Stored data
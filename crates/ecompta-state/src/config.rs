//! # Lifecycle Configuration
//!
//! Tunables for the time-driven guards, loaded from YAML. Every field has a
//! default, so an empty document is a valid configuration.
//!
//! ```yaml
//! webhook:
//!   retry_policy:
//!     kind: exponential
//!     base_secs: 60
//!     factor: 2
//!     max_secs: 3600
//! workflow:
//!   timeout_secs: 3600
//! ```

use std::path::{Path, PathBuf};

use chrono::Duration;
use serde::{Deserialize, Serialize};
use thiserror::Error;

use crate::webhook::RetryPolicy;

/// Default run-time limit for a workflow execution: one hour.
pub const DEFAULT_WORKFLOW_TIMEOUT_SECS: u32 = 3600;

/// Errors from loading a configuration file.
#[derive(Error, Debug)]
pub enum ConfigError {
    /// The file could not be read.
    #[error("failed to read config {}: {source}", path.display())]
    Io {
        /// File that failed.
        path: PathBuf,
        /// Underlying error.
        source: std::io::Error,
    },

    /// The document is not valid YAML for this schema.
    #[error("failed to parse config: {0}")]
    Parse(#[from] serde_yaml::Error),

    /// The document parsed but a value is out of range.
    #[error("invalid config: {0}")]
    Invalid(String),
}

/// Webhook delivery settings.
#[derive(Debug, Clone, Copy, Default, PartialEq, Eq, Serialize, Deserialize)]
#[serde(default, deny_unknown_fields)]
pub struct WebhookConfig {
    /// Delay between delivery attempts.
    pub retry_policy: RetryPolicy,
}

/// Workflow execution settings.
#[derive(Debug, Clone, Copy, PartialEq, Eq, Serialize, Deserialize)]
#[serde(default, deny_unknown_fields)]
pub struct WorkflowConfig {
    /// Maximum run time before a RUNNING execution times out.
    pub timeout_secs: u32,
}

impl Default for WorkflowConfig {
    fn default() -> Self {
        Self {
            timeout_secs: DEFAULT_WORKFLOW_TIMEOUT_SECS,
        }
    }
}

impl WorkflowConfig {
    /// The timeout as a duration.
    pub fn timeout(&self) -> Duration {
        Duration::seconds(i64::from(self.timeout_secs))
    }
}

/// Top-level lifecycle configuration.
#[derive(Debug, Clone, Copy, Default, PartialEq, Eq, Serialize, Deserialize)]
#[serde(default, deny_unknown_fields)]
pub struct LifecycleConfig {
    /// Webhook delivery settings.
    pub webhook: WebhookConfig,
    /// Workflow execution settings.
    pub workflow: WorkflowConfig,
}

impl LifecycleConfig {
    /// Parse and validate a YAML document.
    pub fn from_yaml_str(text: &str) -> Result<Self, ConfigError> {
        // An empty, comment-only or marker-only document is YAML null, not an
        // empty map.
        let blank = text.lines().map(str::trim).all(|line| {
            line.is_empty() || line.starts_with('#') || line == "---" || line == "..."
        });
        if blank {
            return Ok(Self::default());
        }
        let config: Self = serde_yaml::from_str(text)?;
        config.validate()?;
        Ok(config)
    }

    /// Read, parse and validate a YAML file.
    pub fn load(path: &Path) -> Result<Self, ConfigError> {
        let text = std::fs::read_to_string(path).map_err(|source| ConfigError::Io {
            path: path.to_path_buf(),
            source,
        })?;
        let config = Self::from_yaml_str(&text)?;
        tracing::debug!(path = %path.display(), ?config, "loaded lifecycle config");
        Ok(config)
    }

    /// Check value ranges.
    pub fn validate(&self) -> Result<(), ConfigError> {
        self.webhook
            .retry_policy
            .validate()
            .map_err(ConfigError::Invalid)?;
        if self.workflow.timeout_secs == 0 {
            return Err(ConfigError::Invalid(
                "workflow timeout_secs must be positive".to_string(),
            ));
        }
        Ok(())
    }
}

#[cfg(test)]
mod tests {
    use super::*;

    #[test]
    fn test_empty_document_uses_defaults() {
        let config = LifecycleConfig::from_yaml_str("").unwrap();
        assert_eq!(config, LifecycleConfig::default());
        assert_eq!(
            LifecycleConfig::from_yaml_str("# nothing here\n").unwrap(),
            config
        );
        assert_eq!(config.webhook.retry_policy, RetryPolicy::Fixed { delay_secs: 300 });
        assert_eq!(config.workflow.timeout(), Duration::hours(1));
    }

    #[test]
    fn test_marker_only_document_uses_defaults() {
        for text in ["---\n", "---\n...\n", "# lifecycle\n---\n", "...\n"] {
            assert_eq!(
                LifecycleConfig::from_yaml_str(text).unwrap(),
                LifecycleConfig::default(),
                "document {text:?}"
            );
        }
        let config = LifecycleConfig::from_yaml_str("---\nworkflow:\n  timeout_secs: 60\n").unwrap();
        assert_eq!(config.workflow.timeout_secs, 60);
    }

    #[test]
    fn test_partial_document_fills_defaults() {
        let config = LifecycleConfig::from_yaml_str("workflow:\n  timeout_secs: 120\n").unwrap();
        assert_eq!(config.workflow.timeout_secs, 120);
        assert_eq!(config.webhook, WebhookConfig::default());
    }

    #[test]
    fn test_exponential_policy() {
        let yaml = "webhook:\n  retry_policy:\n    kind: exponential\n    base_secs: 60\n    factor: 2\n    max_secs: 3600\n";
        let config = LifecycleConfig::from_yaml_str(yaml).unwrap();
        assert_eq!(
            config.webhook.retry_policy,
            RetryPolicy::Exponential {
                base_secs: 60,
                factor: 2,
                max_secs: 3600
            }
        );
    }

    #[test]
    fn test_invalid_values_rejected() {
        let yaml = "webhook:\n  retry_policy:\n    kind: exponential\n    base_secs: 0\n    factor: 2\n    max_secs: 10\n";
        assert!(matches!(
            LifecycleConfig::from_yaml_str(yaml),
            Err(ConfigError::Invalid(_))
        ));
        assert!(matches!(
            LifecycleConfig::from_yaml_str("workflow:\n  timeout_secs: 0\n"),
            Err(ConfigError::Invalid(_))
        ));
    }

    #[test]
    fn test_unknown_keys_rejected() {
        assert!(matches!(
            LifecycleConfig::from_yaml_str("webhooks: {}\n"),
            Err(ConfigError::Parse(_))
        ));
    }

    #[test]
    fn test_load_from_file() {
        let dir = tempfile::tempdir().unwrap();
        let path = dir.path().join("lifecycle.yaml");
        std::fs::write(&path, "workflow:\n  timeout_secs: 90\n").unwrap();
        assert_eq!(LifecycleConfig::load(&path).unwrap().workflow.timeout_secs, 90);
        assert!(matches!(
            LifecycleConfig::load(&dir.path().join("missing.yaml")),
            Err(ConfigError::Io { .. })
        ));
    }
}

* * *

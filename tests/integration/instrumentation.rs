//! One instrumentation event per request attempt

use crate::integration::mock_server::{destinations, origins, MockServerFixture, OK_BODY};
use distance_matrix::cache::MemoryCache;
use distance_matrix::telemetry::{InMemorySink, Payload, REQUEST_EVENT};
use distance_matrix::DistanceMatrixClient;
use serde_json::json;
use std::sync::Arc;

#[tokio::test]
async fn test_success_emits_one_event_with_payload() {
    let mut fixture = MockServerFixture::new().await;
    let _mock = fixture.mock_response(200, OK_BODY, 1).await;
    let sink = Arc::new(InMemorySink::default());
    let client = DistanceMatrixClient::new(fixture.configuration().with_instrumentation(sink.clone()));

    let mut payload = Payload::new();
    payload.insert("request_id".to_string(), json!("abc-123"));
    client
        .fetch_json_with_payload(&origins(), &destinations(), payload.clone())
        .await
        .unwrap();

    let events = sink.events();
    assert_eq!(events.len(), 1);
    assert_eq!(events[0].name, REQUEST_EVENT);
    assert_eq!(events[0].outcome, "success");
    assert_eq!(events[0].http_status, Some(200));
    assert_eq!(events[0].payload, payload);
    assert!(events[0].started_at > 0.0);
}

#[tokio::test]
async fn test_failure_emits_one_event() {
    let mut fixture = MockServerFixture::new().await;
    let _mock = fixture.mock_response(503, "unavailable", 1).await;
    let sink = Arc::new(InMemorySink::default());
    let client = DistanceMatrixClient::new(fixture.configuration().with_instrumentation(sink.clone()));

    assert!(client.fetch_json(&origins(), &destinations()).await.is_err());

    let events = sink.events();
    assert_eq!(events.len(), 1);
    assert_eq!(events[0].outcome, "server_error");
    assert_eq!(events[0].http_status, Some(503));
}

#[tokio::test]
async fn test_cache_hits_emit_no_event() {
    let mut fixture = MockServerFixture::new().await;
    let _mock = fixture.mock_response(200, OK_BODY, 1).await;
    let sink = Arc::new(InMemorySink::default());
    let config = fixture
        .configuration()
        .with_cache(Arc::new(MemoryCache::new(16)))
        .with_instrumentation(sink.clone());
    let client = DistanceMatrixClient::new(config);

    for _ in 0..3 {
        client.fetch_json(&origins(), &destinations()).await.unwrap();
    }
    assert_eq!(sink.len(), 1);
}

ABOUT THIS EXERCISE =
Please output exactly the lines between the one holding "pub struct LifecycleConfig" and the one holding "a YAML document." in the records above, inclusive, and nothing more.

FINISHED EXERCISE =
pub struct LifecycleConfig {
    /// Webhook delivery settings.
    pub webhook: WebhookConfig,
    /// Workflow execution settings.
    pub workflow: WorkflowConfig,
}

impl LifecycleConfig {
    /// Parse and validate a YAML document.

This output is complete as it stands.